(Saved entries)
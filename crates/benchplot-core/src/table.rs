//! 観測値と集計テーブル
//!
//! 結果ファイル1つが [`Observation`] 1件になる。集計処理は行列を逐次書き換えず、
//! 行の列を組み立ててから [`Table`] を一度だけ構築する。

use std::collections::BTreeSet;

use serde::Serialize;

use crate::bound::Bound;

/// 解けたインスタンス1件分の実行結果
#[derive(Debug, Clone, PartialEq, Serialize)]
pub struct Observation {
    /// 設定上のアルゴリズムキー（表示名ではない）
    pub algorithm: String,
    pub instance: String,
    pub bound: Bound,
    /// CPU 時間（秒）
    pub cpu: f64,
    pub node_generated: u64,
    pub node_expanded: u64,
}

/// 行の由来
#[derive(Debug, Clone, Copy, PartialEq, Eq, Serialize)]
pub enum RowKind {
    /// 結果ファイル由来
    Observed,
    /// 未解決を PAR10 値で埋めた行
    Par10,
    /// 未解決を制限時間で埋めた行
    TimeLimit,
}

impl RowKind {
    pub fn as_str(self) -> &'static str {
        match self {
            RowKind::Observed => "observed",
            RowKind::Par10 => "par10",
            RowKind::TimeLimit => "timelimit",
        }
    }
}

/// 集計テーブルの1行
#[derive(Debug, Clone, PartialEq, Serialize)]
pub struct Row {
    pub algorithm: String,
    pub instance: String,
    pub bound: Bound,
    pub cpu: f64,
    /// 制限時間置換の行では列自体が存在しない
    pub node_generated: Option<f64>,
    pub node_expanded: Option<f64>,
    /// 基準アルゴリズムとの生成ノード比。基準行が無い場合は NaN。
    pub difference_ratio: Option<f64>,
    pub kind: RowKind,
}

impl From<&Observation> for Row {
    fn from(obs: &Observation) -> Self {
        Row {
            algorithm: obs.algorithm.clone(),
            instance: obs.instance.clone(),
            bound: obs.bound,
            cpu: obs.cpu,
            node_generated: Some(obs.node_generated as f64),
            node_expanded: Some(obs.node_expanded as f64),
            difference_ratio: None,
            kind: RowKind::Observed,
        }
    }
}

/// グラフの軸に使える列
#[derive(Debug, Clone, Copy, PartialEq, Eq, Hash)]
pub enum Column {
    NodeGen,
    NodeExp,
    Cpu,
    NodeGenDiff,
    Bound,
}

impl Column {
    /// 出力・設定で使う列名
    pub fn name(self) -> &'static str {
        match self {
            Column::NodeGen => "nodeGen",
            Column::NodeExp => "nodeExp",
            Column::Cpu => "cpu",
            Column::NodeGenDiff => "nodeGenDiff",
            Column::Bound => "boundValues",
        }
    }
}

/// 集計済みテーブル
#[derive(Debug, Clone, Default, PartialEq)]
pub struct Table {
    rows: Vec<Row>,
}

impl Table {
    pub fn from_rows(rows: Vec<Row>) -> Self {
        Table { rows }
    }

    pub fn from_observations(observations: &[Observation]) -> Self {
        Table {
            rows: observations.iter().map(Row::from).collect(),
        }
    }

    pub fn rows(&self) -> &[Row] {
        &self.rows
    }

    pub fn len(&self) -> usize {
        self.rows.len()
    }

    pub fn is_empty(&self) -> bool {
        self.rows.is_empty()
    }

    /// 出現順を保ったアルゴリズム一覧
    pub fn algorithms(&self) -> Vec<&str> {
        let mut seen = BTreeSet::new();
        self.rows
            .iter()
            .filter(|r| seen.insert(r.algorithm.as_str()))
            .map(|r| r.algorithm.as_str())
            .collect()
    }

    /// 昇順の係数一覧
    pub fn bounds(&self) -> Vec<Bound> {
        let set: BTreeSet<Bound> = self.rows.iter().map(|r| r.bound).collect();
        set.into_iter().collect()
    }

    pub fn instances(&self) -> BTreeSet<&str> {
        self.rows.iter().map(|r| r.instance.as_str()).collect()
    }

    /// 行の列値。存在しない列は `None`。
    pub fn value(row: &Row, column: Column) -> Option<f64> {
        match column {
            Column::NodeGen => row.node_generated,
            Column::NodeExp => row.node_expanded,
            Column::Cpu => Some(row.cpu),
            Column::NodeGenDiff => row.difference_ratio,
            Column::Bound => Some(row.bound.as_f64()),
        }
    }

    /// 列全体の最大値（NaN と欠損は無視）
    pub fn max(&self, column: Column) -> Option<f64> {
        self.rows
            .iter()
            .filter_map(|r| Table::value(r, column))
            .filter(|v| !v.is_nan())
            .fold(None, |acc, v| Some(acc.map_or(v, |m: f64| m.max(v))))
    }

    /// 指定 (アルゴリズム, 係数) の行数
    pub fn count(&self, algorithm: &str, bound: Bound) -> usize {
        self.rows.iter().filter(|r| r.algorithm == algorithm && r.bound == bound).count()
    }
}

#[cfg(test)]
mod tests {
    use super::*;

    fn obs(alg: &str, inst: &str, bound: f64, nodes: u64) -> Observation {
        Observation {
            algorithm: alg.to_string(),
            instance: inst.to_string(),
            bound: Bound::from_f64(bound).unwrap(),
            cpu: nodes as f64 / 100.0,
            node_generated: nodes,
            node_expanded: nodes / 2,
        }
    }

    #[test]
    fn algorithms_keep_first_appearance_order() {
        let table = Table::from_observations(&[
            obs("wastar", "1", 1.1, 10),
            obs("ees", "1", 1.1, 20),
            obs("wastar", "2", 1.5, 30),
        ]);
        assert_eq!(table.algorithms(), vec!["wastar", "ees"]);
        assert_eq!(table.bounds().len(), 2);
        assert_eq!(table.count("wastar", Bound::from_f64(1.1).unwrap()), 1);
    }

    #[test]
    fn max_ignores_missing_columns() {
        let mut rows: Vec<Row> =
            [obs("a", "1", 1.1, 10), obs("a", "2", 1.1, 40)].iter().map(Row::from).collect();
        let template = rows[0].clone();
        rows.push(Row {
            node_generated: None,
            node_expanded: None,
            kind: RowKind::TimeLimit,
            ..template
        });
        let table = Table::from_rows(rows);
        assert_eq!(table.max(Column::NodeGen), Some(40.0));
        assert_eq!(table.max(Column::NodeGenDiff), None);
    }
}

--- The problem ---
Check each line above for the word "static" and copy every line that has it.

--- Result ---
    pub fn as_str(self) -> &'static str {
    pub fn name(self) -> &'static str {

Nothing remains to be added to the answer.